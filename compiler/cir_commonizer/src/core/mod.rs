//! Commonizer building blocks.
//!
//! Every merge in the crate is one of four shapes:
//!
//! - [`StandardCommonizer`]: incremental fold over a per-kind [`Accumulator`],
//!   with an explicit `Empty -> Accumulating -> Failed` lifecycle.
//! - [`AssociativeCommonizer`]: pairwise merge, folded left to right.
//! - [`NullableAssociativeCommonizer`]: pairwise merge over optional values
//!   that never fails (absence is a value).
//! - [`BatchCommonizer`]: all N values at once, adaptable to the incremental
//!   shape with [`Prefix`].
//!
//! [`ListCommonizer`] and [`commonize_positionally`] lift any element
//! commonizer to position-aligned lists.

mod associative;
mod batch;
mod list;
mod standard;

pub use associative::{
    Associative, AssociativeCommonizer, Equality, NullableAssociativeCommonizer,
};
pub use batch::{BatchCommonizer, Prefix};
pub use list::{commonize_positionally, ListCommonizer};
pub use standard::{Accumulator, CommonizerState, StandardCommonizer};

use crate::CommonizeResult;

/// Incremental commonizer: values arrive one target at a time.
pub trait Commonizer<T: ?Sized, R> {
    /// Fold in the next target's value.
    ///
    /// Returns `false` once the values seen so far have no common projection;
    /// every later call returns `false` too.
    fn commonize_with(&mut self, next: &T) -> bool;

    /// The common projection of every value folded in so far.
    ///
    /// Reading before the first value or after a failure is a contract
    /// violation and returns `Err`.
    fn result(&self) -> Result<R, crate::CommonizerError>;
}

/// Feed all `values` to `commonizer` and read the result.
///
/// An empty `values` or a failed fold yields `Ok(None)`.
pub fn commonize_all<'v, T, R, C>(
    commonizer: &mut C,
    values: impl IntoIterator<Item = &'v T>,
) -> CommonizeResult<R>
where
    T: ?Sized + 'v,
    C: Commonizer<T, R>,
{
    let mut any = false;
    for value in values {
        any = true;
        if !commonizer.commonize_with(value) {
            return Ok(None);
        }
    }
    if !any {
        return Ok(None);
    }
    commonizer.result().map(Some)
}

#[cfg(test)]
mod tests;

====================

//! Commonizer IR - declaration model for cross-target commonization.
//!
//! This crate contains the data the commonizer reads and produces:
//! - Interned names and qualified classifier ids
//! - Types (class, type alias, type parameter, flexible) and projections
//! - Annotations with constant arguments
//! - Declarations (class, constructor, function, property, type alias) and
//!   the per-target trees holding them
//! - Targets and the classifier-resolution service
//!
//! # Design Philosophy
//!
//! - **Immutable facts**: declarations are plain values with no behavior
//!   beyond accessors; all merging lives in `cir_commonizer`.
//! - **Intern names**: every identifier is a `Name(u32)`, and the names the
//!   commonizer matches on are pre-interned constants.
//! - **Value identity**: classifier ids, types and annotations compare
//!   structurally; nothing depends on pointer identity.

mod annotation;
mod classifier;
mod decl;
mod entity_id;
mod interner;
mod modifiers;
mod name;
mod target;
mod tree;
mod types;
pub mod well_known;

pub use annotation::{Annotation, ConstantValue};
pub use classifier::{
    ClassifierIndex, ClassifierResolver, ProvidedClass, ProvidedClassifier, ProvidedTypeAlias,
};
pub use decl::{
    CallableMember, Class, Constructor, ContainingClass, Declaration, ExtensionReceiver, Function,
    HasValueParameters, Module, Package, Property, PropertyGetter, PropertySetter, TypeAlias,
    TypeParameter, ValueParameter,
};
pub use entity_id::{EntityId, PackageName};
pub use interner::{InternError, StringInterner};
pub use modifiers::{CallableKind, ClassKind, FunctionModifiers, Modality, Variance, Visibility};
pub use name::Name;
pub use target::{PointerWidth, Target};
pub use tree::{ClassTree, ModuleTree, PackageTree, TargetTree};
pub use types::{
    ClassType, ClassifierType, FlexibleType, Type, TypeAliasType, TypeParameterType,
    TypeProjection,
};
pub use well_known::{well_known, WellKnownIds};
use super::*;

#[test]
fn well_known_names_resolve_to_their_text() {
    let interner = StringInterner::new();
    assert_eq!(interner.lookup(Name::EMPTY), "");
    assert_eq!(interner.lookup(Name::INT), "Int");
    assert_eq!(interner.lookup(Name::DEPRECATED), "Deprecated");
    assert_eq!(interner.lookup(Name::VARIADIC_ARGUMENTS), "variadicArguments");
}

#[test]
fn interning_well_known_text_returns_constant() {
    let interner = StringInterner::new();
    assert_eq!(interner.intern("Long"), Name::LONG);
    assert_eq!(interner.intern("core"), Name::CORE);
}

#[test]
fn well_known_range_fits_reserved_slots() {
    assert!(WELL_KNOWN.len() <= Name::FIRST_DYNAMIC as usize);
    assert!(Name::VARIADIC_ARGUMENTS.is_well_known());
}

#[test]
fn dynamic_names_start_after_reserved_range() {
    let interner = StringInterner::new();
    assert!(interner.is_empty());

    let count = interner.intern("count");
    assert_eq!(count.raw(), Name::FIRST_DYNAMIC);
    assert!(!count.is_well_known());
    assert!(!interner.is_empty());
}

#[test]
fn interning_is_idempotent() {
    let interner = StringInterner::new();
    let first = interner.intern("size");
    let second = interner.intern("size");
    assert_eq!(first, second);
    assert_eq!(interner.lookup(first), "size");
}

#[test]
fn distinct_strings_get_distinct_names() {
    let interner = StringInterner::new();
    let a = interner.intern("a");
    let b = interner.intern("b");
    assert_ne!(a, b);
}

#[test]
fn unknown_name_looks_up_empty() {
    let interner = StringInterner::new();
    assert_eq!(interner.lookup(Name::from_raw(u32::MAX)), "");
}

====================

> [WHAT THIS TASK INVOLVES]
Begin with the line above that has "filename compiler/cir_commonizer/src/core/mod.rs" and continue through the line that has "to the incremental", setting each one down exactly. Stop there.

> [TASK SOLUTION]
filename compiler/cir_commonizer/src/core/mod.rs
//! Commonizer building blocks.
//!
//! Every merge in the crate is one of four shapes:
//!
//! - [`StandardCommonizer`]: incremental fold over a per-kind [`Accumulator`],
//!   with an explicit `Empty -> Accumulating -> Failed` lifecycle.
//! - [`AssociativeCommonizer`]: pairwise merge, folded left to right.
//! - [`NullableAssociativeCommonizer`]: pairwise merge over optional values
//!   that never fails (absence is a value).
//! - [`BatchCommonizer`]: all N values at once, adaptable to the incremental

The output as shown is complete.